Jack knew he wouldn’t have much longer. He looked to the treeline and knew he wouldn’t make it. The moonlight would sear him before he could reach the shelter of the hawthorn. He took a steadying breath and looked at Sara. He tried to smile at the woman who had been with him for centuries, the woman whose love predated the names Jack and Sarah.

She smiled in return, but it was hollow. The time for pleasure was past. They had made their choice, been cast out for it. No more switched babes, no more stolen milk and honey. They had wanted to live amongst the humans, who lived, laughed and loved in multitudes, not take from them in cold imitation. They could go back though, if they brought a thousand souls to their frozen queen before the moonlight of the next age touched their skin.

They would never do it, so Jack died proud, coughing silver blood onto the wildflowers. As he fell, Sarah sighed and cast off the weight of the last millennia. Titania emerged from the heath and greeted her by her old name.

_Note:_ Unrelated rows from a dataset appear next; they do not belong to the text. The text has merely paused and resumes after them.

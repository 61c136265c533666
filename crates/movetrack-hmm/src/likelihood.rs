//! Forward algorithm, forward-backward smoothing and Viterbi decoding
//!
//! State densities are kept in log space and rescaled by their row maximum
//! before exponentiation; the forward recursion is normalised at every step
//! so long sequences never underflow. The transition into observation `t`
//! uses the covariates of observation `t`.

use crate::config::HmmConfig;
use crate::data::{HmmData, HmmSequence};
use crate::parameters::HmmParameters;
use movetrack_core::{Error, Result};
use nalgebra::DMatrix;

/// Transition matrices for one sequence
#[derive(Debug, Clone)]
pub(crate) enum Transitions {
    Constant(DMatrix<f64>),
    Varying(Vec<DMatrix<f64>>),
}

impl Transitions {
    fn at(&self, t: usize) -> &DMatrix<f64> {
        match self {
            Self::Constant(gamma) => gamma,
            Self::Varying(gammas) => &gammas[t],
        }
    }
}

/// A sequence with its state log-densities and transition schedule evaluated
#[derive(Debug, Clone)]
pub(crate) struct PreparedSequence {
    /// `T x N` log-densities of each observation under each state
    log_densities: DMatrix<f64>,
    transitions: Transitions,
    initial: Vec<f64>,
}

impl PreparedSequence {
    pub(crate) fn new(
        params: &HmmParameters,
        config: &HmmConfig,
        sequence: &HmmSequence,
        covariate_columns: &[usize],
    ) -> Result<Self> {
        let n = params.n_states();
        let length = sequence.len();
        let log_densities = DMatrix::from_fn(length, n, |t, j| {
            let obs = &sequence.observations[t];
            params.steps[j].ln_density(obs.step) + params.angles[j].ln_density(obs.angle)
        });

        let covariates_at = |t: usize| -> Vec<f64> {
            covariate_columns
                .iter()
                .map(|&k| sequence.observations[t].covariates[k])
                .collect()
        };
        let transitions = if covariate_columns.is_empty() {
            Transitions::Constant(params.transition_matrix(&[]))
        } else {
            Transitions::Varying((0..length).map(|t| params.transition_matrix(&covariates_at(t))).collect())
        };
        let first = if length > 0 { covariates_at(0) } else { Vec::new() };
        let initial = params.initial_distribution(config, &first)?;

        Ok(Self {
            log_densities,
            transitions,
            initial,
        })
    }

    pub(crate) fn len(&self) -> usize {
        self.log_densities.nrows()
    }

    fn n_states(&self) -> usize {
        self.log_densities.ncols()
    }

    /// Densities of observation `t` divided by their maximum, and that maximum's log
    fn scaled_densities(&self, t: usize) -> (Vec<f64>, f64) {
        let row = self.log_densities.row(t);
        let max = row.iter().copied().fold(f64::NEG_INFINITY, f64::max);
        if !max.is_finite() {
            return (vec![0.0; row.len()], max);
        }
        (row.iter().map(|l| (l - max).exp()).collect(), max)
    }

    /// Log-likelihood by the scaled forward recursion
    pub(crate) fn log_likelihood(&self) -> f64 {
        if self.len() == 0 {
            return 0.0;
        }
        let n = self.n_states();
        let mut phi = self.initial.clone();
        let mut total = 0.0;
        for t in 0..self.len() {
            let (p, shift) = self.scaled_densities(t);
            if t > 0 {
                phi = propagate(&phi, self.transitions.at(t));
            }
            for j in 0..n {
                phi[j] *= p[j];
            }
            let scale: f64 = phi.iter().sum();
            if !(scale > 0.0) || !shift.is_finite() {
                return f64::NEG_INFINITY;
            }
            total += scale.ln() + shift;
            phi.iter_mut().for_each(|v| *v /= scale);
        }
        total
    }

    /// Smoothed state probabilities (`T x N`) and the log-likelihood
    pub(crate) fn forward_backward(&self) -> Result<(DMatrix<f64>, f64)> {
        let length = self.len();
        let n = self.n_states();
        let mut alpha = DMatrix::zeros(length, n);
        let mut scales = vec![0.0; length];
        let mut densities = Vec::with_capacity(length);
        let mut log_likelihood = 0.0;

        let mut phi = self.initial.clone();
        for t in 0..length {
            let (p, shift) = self.scaled_densities(t);
            if t > 0 {
                phi = propagate(&phi, self.transitions.at(t));
            }
            for j in 0..n {
                phi[j] *= p[j];
            }
            let scale: f64 = phi.iter().sum();
            if !(scale > 0.0) || !shift.is_finite() {
                return Err(Error::Computation(format!(
                    "observation {t} is impossible under every state"
                )));
            }
            phi.iter_mut().for_each(|v| *v /= scale);
            for j in 0..n {
                alpha[(t, j)] = phi[j];
            }
            scales[t] = scale;
            log_likelihood += scale.ln() + shift;
            densities.push(p);
        }

        let mut probabilities = DMatrix::zeros(length, n);
        let mut beta = vec![1.0; n];
        for t in (0..length).rev() {
            if t + 1 < length {
                let gamma = self.transitions.at(t + 1);
                let p = &densities[t + 1];
                beta = (0..n)
                    .map(|i| {
                        (0..n)
                            .map(|j| gamma[(i, j)] * p[j] * beta[j])
                            .sum::<f64>()
                            / scales[t + 1]
                    })
                    .collect();
            }
            let row: Vec<f64> = (0..n).map(|j| alpha[(t, j)] * beta[j]).collect();
            let total: f64 = row.iter().sum();
            for j in 0..n {
                probabilities[(t, j)] = if total > 0.0 { row[j] / total } else { 1.0 / n as f64 };
            }
        }

        Ok((probabilities, log_likelihood))
    }

    /// Most probable state path by log-space dynamic programming
    pub(crate) fn viterbi(&self) -> Vec<usize> {
        let length = self.len();
        if length == 0 {
            return Vec::new();
        }
        let n = self.n_states();
        let ln = |p: f64| if p > 0.0 { p.ln() } else { f64::NEG_INFINITY };

        let mut score: Vec<f64> = (0..n)
            .map(|j| ln(self.initial[j]) + self.log_densities[(0, j)])
            .collect();
        let mut back = vec![vec![0usize; n]; length];

        for t in 1..length {
            let gamma = self.transitions.at(t);
            let mut next = vec![f64::NEG_INFINITY; n];
            for j in 0..n {
                let (best, value) = (0..n)
                    .map(|i| (i, score[i] + ln(gamma[(i, j)])))
                    .fold((0, f64::NEG_INFINITY), |acc, cand| if cand.1 > acc.1 { cand } else { acc });
                back[t][j] = best;
                next[j] = value + self.log_densities[(t, j)];
            }
            score = next;
        }

        let mut state = argmax(&score);
        let mut path = vec![0usize; length];
        path[length - 1] = state;
        for t in (1..length).rev() {
            state = back[t][state];
            path[t - 1] = state;
        }
        path
    }
}

fn propagate(phi: &[f64], gamma: &DMatrix<f64>) -> Vec<f64> {
    let n = phi.len();
    (0..n)
        .map(|j| (0..n).map(|i| phi[i] * gamma[(i, j)]).sum())
        .collect()
}

fn argmax(values: &[f64]) -> usize {
    values
        .iter()
        .enumerate()
        .fold((0, f64::NEG_INFINITY), |acc, (i, &v)| if v > acc.1 { (i, v) } else { acc })
        .0
}

/// Prepare every sequence of `data` under `params`
pub(crate) fn prepare_all(
    params: &HmmParameters,
    config: &HmmConfig,
    data: &HmmData,
) -> Result<Vec<PreparedSequence>> {
    let columns = data.covariate_columns(&config.transition_covariates)?;
    data.sequences()
        .iter()
        .map(|s| PreparedSequence::new(params, config, s, &columns))
        .collect()
}

/// Total log-likelihood of independent sequences
pub fn log_likelihood(params: &HmmParameters, config: &HmmConfig, data: &HmmData) -> Result<f64> {
    params.validate(config)?;
    Ok(prepare_all(params, config, data)?
        .iter()
        .map(PreparedSequence::log_likelihood)
        .sum())
}

/// Smoothed state probabilities (`T x N`) of every sequence
pub fn state_probabilities(
    params: &HmmParameters,
    config: &HmmConfig,
    data: &HmmData,
) -> Result<Vec<DMatrix<f64>>> {
    params.validate(config)?;
    prepare_all(params, config, data)?
        .iter()
        .map(|s| s.forward_backward().map(|(probs, _)| probs))
        .collect()
}

/// Most probable state path of every sequence
pub fn viterbi(params: &HmmParameters, config: &HmmConfig, data: &HmmData) -> Result<Vec<Vec<usize>>> {
    params.validate(config)?;
    Ok(prepare_all(params, config, data)?
        .iter()
        .map(PreparedSequence::viterbi)
        .collect())
}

“An amusing folly with the rowan and iron in their water,” she said, high praise indeed from the callous queen of the fae. “They were safe from the moonlight for another decade or so.”

“I wanted to go home,” she replied, basking in the moonlight that she had feigned pain in moments ago. “And surely three faery souls are worth that of a thousand humans?”

“A fair price,” agreed Titania, the moonlight kissing a cold parting upon the shape that had once been Sarah.